When Sherley heard the news, she reacted swiftly. She spoke to members of the village assistance committee (VAC) for Fonpyèjak, where the incident occurred. We establish these committees as a vehicle that permits community leaders to play an active role in CLM. By doing so, we bring a range of men and women on board who know the communities we work in and the communities’ residents better than we do and who are, what’s more, in those communities all the time. They help us support our members by extending our reach in several ways, such as adding emergency contacts and field supervisors to our team by putting a community’s own resources to work.

Sherley went to see all three members affected with Emonès, a leading member of the committee, and the two CLM members who serve on the committee as member representatives. They made a preliminary decision to confiscate the assets we had given Elimène, pending a decision. Some of the committee members had wanted to insist that Chape and Elimène pay for the goats he had killed, but Emonès pointed out that, if the couple had had that kind of money, they wouldn’t be in CLM. The committee members went to the couple’s home, and led away all three goats. They also took away the roofing material we had given them for home repair. The members’ initial thought was that we should consider removing the family from the program entirely.

Killing the goats, even under serious provocation, seemed to them a very grave offense, especially since Emonès concluded that the goats had not done the real damage to the garden. He observed the damage done to the sorghum, and concluded that it had been eaten by animals taller than goats — horses or cows — and also noticed that the pigeon peas — which larger animals don’t feed on — had been left alone. As the dry season continues, owners of large livestock sometimes let them loose to feed at night, not knowing how else to get them fed. This is a crime against the neighbors in whose fields they graze, but it is one that is very hard to uncover.

The committee didn’t want to make a final decision, however, without a hearing. They thought that it would be better to let a few days pass so that cool heads could prevail, and they also wanted CLM’s leadership to have a say. So we scheduled a hearing for Tuesday evening. I got to Bay Tourib Sunday afternoon, so I would CLM’s representative.

On Monday night, I had a long talk with Emonès. He said that Marie Rose and Milouse were very different victims. Both had obviously let their goats roam, but Milouse was known to have done so regularly. Marie Rose never had. Her goats had gotten free because she had rushed to the hospital in Tomonn with her husband, who had been suffering with prostate problems. The person who had agreed to look after her goats had failed her.

I told him that I wanted to avoid removing Elimène from the program. She was in it because she needs it. Kicking someone out solves nothing. I proposed that we return the roofing material to Elimène and ask her to give a goat to Marie Rose and one to Milouse. That would distribute the harm that had been done. Emonès agreed.

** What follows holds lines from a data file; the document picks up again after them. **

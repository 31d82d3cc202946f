use std::io::{self, Stdout};
use std::sync::mpsc::RecvTimeoutError;
use std::sync::Arc;
use std::time::Duration;

use ratatui::backend::CrosstermBackend;
use ratatui::Terminal;

use crate::config::ConfigStore;
use crate::list::{SyncTrigger, TriggerSender};
use crate::model::RepoModel;
use crate::strings::Strings;
use crate::ui::app::App;
use crate::ui::events::{AppEvent, EventHandler};
use crate::ui::input::handle_key;
use crate::ui::render::draw;
use crate::ui::search::SearchIntent;
use crate::ui::terminal_guard::setup_terminal;

/// Run the browser until the user quits.
///
/// `model` should not have been loaded yet: the first page is requested
/// after the synchronizer is attached so its `changed` signal is not missed.
pub fn run(
    model: Arc<dyn RepoModel>,
    config: &ConfigStore,
    initial_query: Option<String>,
) -> io::Result<()> {
    let settings = config.get();
    let tick_rate = Duration::from_millis(settings.ui.tick_rate_ms);

    let (mut terminal, guard) = setup_terminal()?;
    let events = EventHandler::new(tick_rate);
    let mut app = App::new(model, Strings::new(settings.ui.uppercase_strings));
    app.set_event_sender(events.sender());

    let sync_tx = events.sender();
    let triggers = TriggerSender::new(move |trigger| sync_tx.send(AppEvent::Sync(trigger)).is_ok());
    let subscription = app.attach(&triggers);

    app.sync_now();
    if let Some(query) = initial_query.filter(|query| !query.is_empty()) {
        app.dispatch_search(SearchIntent::Focus);
        for ch in query.chars() {
            app.dispatch_search(SearchIntent::Insert(ch));
        }
        app.dispatch_search(SearchIntent::Submit);
    }
    app.reload();
    tracing::info!(period = ?app.period(), "UI started");

    let result = event_loop(&mut terminal, &events, &mut app, tick_rate);

    app.detach(subscription);
    drop(guard);
    tracing::info!("UI stopped");
    result
}

fn event_loop(
    terminal: &mut Terminal<CrosstermBackend<Stdout>>,
    events: &EventHandler,
    app: &mut App,
    tick_rate: Duration,
) -> io::Result<()> {
    loop {
        terminal.draw(|frame| draw(frame, &*app))?;
        if app.should_quit() {
            return Ok(());
        }

        let first = match events.next(tick_rate) {
            Ok(event) => event,
            Err(RecvTimeoutError::Timeout) => continue,
            Err(RecvTimeoutError::Disconnected) => return Ok(()),
        };

        // Everything that piled up while drawing is handled in one pass so a
        // burst of model notifications costs a single recompute.
        let mut pending: Vec<SyncTrigger> = Vec::new();
        for event in std::iter::once(first).chain(events.drain()) {
            match event {
                AppEvent::Key(key) => handle_key(app, key),
                AppEvent::Tick | AppEvent::Resize(_, _) => {}
                AppEvent::Sync(trigger) => pending.push(trigger),
                AppEvent::LoadMoreFinished => app.on_load_more_finished(),
            }
            if app.should_quit() {
                break;
            }
        }
        if !pending.is_empty() {
            app.on_triggers(pending);
        }
    }
}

But we had the hearing the next night, and that’s not what we finally decided. We started a hearing with a report from Sherley. We asked her for a general summary of the facts, as she understood them. Then we asked Elimène, Marie Rose, and Milouse each to respond. Milouse defended herself against the claim that she habitually lets her goats roam. Marie Rose explained how unhappy she was that her goats had gotten free. Elimène talked about how much she and Chape had counted on their harvest and how little they had to show for all their farm work now.

When they were finished talking, I announced the decision I had made, but I framed it as a proposal. I asked for their feedback.

At first, everyone agreed. But then Emonès spoke up. He had, he said, been thinking about the matter constantly since he and I had spoken about it, and he wasn’t quite comfortable with what I had proposed.

He had not previously known Elimène. He met her when he went to her home with Sherley and the other committee members to seize her assets. He had been very much impressed by the way she conducted herself: polite and helpful. His original thought when he had heard about the incident had been to remove her from the program, but when he visited her home he realized that she was just the sort of person the program had come to Bay Tourib to help.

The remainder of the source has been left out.